- Stored data
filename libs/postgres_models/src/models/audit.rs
use chrono::{DateTime, Utc};
use diesel::prelude::*;
use diesel_async::{AsyncPgConnection, RunQueryDsl};

#[derive(Queryable, Selectable, Debug, Clone, serde::Serialize)]
#[diesel(table_name = crate::schema::audit)]
#[diesel(check_for_backend(diesel::pg::Pg))]
pub struct Audit {
    pub id: i64,
    pub message: String,
    pub created_at: DateTime<Utc>,
}

#[derive(Insertable, Debug, Clone)]
#[diesel(table_name = crate::schema::audit)]
pub struct NewAudit {
    pub message: String,
}

impl Audit {
    pub async fn create(
        entry: NewAudit,
        conn: &mut AsyncPgConnection,
    ) -> Result<Self, diesel::result::Error> {
        use crate::schema::audit::dsl::*;

        diesel::insert_into(audit)
            .values(&entry)
            .returning(Audit::as_returning())
            .get_result(conn)
            .await
    }

    /// Get the last N audit entries ordered by most recent first.
    pub async fn get_latest(
        limit: i64,
        conn: &mut AsyncPgConnection,
    ) -> Result<Vec<Self>, diesel::result::Error> {
        use crate::schema::audit::dsl::*;

        audit
            .order((created_at.desc(), id.desc()))
            .limit(limit)
            .select(Audit::as_select())
            .load(conn)
            .await
    }
}
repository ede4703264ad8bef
use axum::extract::State;
use axum::extract::rejection::FormRejection;
use axum::http::{HeaderMap, StatusCode, header};
use axum::{Form, Json};

use crate::AppState;
use crate::auth::session::{
    expired_session_cookie, session_cookie, session_id_from_headers,
};
use crate::meter_api::core::v1::errors::HandlerResult;
use crate::meter_api::core::v1::users::models::UserResponse;
use crate::meter_api::error_recorder::ErrorRecorder;
use crate::shared::extractors::request_id::RequestId;

use super::models::LoginForm;

/// Log in with a form post
///
/// On success the response sets the `SESSION` cookie.
#[utoipa::path(
    post,
    path = "/login",
    request_body(content = LoginForm, content_type = "application/x-www-form-urlencoded"),
    responses(
        (status = 200, description = "Logged in", body = UserResponse,
            headers(("set-cookie" = String, description = "SESSION cookie"))),
        (status = 400, description = "Malformed or non-form body"),
        (status = 401, description = "Invalid credentials"),
    ),
    tag = "auth",
)]
#[tracing::instrument(skip_all, name = "auth_login")]
pub async fn login(
    State(state): State<AppState>,
    RequestId(request_id): RequestId,
    form: Result<Form<LoginForm>, FormRejection>,
) -> HandlerResult<(StatusCode, [(header::HeaderName, String); 1], Json<UserResponse>)> {
    let recorder = ErrorRecorder::new(&state.telemetry, "auth_login", &request_id);

    let Form(form) = form.map_err(|e| recorder.record(e))?;

    let result = state.users.login(&form.user_name, &form.password).await;
    let outcome = if result.is_ok() { "success" } else { "failure" };
    state
        .telemetry
        .maybe_use_metrics(|m| m.logins.with_label_values(&[outcome]).inc());

    let (user, session_id) = result.map_err(|e| recorder.record(e))?;
    let cookie = session_cookie(session_id, state.users.session_ttl());

    Ok((
        StatusCode::OK,
        [(header::SET_COOKIE, cookie)],
        Json(user.into()),
    ))
}

/// Log out and expire the session cookie
///
/// Succeeds whether or not a session was present.
#[utoipa::path(
    post,
    path = "/logout",
    responses(
        (status = 204, description = "Logged out"),
    ),
    tag = "auth",
)]
#[tracing::instrument(skip_all, name = "auth_logout")]
pub async fn logout(
    State(state): State<AppState>,
    RequestId(request_id): RequestId,
    headers: HeaderMap,
) -> HandlerResult<(StatusCode, [(header::HeaderName, String); 1])> {
    let recorder = ErrorRecorder::new(&state.telemetry, "auth_logout", &request_id);

    if let Some(session_id) = session_id_from_headers(&headers) {
        state
            .users
            .logout(session_id)
            .await
            .map_err(|e| recorder.record(e))?;
    }

    Ok((
        StatusCode::NO_CONTENT,
        [(header::SET_COOKIE, expired_session_cookie())],
    ))
}
//! Namespaced JSON values with an expiry, stored as plain Redis strings.

use deadpool_redis::redis::AsyncCommands;
use serde::Serialize;
use serde::de::DeserializeOwned;
use tracing::Instrument;

use crate::connection::Pool;

#[derive(Debug, thiserror::Error)]
pub enum CacheError {
    #[error("Failed to get Redis connection: {0}")]
    Pool(#[from] deadpool_redis::PoolError),

    #[error("Redis command failed: {0}")]
    Command(#[from] deadpool_redis::redis::RedisError),

    #[error("Cached value is not valid JSON: {0}")]
    Encoding(#[from] serde_json::Error),
}

#[derive(Clone)]
pub struct JsonCache {
    pool: Pool,
    namespace: &'static str,
}

impl JsonCache {
    pub fn new(pool: Pool, namespace: &'static str) -> Self {
        Self { pool, namespace }
    }

    pub fn key(&self, id: &str) -> String {
        format!("{}:{}", self.namespace, id)
    }

    pub async fn put<T: Serialize>(
        &self,
        id: &str,
        value: &T,
        ttl_seconds: u64,
    ) -> Result<(), CacheError> {
        let json = serde_json::to_string(value)?;
        let mut conn = self.connection().await?;
        let _: () = conn.set_ex(self.key(id), json, ttl_seconds).await?;
        Ok(())
    }

    pub async fn get<T: DeserializeOwned>(
        &self,
        id: &str,
    ) -> Result<Option<T>, CacheError> {
        let mut conn = self.connection().await?;
        let raw: Option<String> = conn.get(self.key(id)).await?;

        match raw {
            Some(json) => Ok(Some(serde_json::from_str(&json)?)),
            None => Ok(None),
        }
    }

    /// Returns whether a value was removed.
    pub async fn remove(&self, id: &str) -> Result<bool, CacheError> {
        let mut conn = self.connection().await?;
        let removed: i64 = conn.del(self.key(id)).await?;
        Ok(removed > 0)
    }

    pub async fn ping(&self) -> Result<(), CacheError> {
        let mut conn = self.connection().await?;
        let _: () = conn.ping().await?;
        Ok(())
    }

    async fn connection(
        &self,
    ) -> Result<deadpool_redis::Connection, CacheError> {
        let conn = self
            .pool
            .get()
            .instrument(tracing::info_span!("acquiring_cache_connection"))
            .await?;
        Ok(conn)
    }
}
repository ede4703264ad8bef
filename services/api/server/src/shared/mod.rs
pub mod extractors;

- WHAT IS BEING ASKED
Copy out all the entries exactly once more.

- EXERCISE ANSWER
filename libs/postgres_models/src/models/audit.rs
use chrono::{DateTime, Utc};
use diesel::prelude::*;
use diesel_async::{AsyncPgConnection, RunQueryDsl};

#[derive(Queryable, Selectable, Debug, Clone, serde::Serialize)]
#[diesel(table_name = crate::schema::audit)]
#[diesel(check_for_backend(diesel::pg::Pg))]
pub struct Audit {
    pub id: i64,
    pub message: String,
    pub created_at: DateTime<Utc>,
}

#[derive(Insertable, Debug, Clone)]
#[diesel(table_name = crate::schema::audit)]
pub struct NewAudit {
    pub message: String,
}

impl Audit {
    pub async fn create(
        entry: NewAudit,
        conn: &mut AsyncPgConnection,
    ) -> Result<Self, diesel::result::Error> {
        use crate::schema::audit::dsl::*;

        diesel::insert_into(audit)
            .values(&entry)
            .returning(Audit::as_returning())
            .get_result(conn)
            .await
    }

    /// Get the last N audit entries ordered by most recent first.
    pub async fn get_latest(
        limit: i64,
        conn: &mut AsyncPgConnection,
    ) -> Result<Vec<Self>, diesel::result::Error> {
        use crate::schema::audit::dsl::*;

        audit
            .order((created_at.desc(), id.desc()))
            .limit(limit)
            .select(Audit::as_select())
            .load(conn)
            .await
    }
}
repository ede4703264ad8bef
use axum::extract::State;
use axum::extract::rejection::FormRejection;
use axum::http::{HeaderMap, StatusCode, header};
use axum::{Form, Json};

use crate::AppState;
use crate::auth::session::{
    expired_session_cookie, session_cookie, session_id_from_headers,
};
use crate::meter_api::core::v1::errors::HandlerResult;
use crate::meter_api::core::v1::users::models::UserResponse;
use crate::meter_api::error_recorder::ErrorRecorder;
use crate::shared::extractors::request_id::RequestId;

use super::models::LoginForm;

/// Log in with a form post
///
/// On success the response sets the `SESSION` cookie.
#[utoipa::path(
    post,
    path = "/login",
    request_body(content = LoginForm, content_type = "application/x-www-form-urlencoded"),
    responses(
        (status = 200, description = "Logged in", body = UserResponse,
            headers(("set-cookie" = String, description = "SESSION cookie"))),
        (status = 400, description = "Malformed or non-form body"),
        (status = 401, description = "Invalid credentials"),
    ),
    tag = "auth",
)]
#[tracing::instrument(skip_all, name = "auth_login")]
pub async fn login(
    State(state): State<AppState>,
    RequestId(request_id): RequestId,
    form: Result<Form<LoginForm>, FormRejection>,
) -> HandlerResult<(StatusCode, [(header::HeaderName, String); 1], Json<UserResponse>)> {
    let recorder = ErrorRecorder::new(&state.telemetry, "auth_login", &request_id);

    let Form(form) = form.map_err(|e| recorder.record(e))?;

    let result = state.users.login(&form.user_name, &form.password).await;
    let outcome = if result.is_ok() { "success" } else { "failure" };
    state
        .telemetry
        .maybe_use_metrics(|m| m.logins.with_label_values(&[outcome]).inc());

    let (user, session_id) = result.map_err(|e| recorder.record(e))?;
    let cookie = session_cookie(session_id, state.users.session_ttl());

    Ok((
        StatusCode::OK,
        [(header::SET_COOKIE, cookie)],
        Json(user.into()),
    ))
}

/// Log out and expire the session cookie
///
/// Succeeds whether or not a session was present.
#[utoipa::path(
    post,
    path = "/logout",
    responses(
        (status = 204, description = "Logged out"),
    ),
    tag = "auth",
)]
#[tracing::instrument(skip_all, name = "auth_logout")]
pub async fn logout(
    State(state): State<AppState>,
    RequestId(request_id): RequestId,
    headers: HeaderMap,
) -> HandlerResult<(StatusCode, [(header::HeaderName, String); 1])> {
    let recorder = ErrorRecorder::new(&state.telemetry, "auth_logout", &request_id);

    if let Some(session_id) = session_id_from_headers(&headers) {
        state
            .users
            .logout(session_id)
            .await
            .map_err(|e| recorder.record(e))?;
    }

    Ok((
        StatusCode::NO_CONTENT,
        [(header::SET_COOKIE, expired_session_cookie())],
    ))
}
//! Namespaced JSON values with an expiry, stored as plain Redis strings.

use deadpool_redis::redis::AsyncCommands;
use serde::Serialize;
use serde::de::DeserializeOwned;
use tracing::Instrument;

use crate::connection::Pool;

#[derive(Debug, thiserror::Error)]
pub enum CacheError {
    #[error("Failed to get Redis connection: {0}")]
    Pool(#[from] deadpool_redis::PoolError),

    #[error("Redis command failed: {0}")]
    Command(#[from] deadpool_redis::redis::RedisError),

    #[error("Cached value is not valid JSON: {0}")]
    Encoding(#[from] serde_json::Error),
}

#[derive(Clone)]
pub struct JsonCache {
    pool: Pool,
    namespace: &'static str,
}

impl JsonCache {
    pub fn new(pool: Pool, namespace: &'static str) -> Self {
        Self { pool, namespace }
    }

    pub fn key(&self, id: &str) -> String {
        format!("{}:{}", self.namespace, id)
    }

    pub async fn put<T: Serialize>(
        &self,
        id: &str,
        value: &T,
        ttl_seconds: u64,
    ) -> Result<(), CacheError> {
        let json = serde_json::to_string(value)?;
        let mut conn = self.connection().await?;
        let _: () = conn.set_ex(self.key(id), json, ttl_seconds).await?;
        Ok(())
    }

    pub async fn get<T: DeserializeOwned>(
        &self,
        id: &str,
    ) -> Result<Option<T>, CacheError> {
        let mut conn = self.connection().await?;
        let raw: Option<String> = conn.get(self.key(id)).await?;

        match raw {
            Some(json) => Ok(Some(serde_json::from_str(&json)?)),
            None => Ok(None),
        }
    }

    /// Returns whether a value was removed.
    pub async fn remove(&self, id: &str) -> Result<bool, CacheError> {
        let mut conn = self.connection().await?;
        let removed: i64 = conn.del(self.key(id)).await?;
        Ok(removed > 0)
    }

    pub async fn ping(&self) -> Result<(), CacheError> {
        let mut conn = self.connection().await?;
        let _: () = conn.ping().await?;
        Ok(())
    }

    async fn connection(
        &self,
    ) -> Result<deadpool_redis::Connection, CacheError> {
        let conn = self
            .pool
            .get()
            .instrument(tracing::info_span!("acquiring_cache_connection"))
            .await?;
        Ok(conn)
    }
}
repository ede4703264ad8bef
filename services/api/server/src/shared/mod.rs
pub mod extractors;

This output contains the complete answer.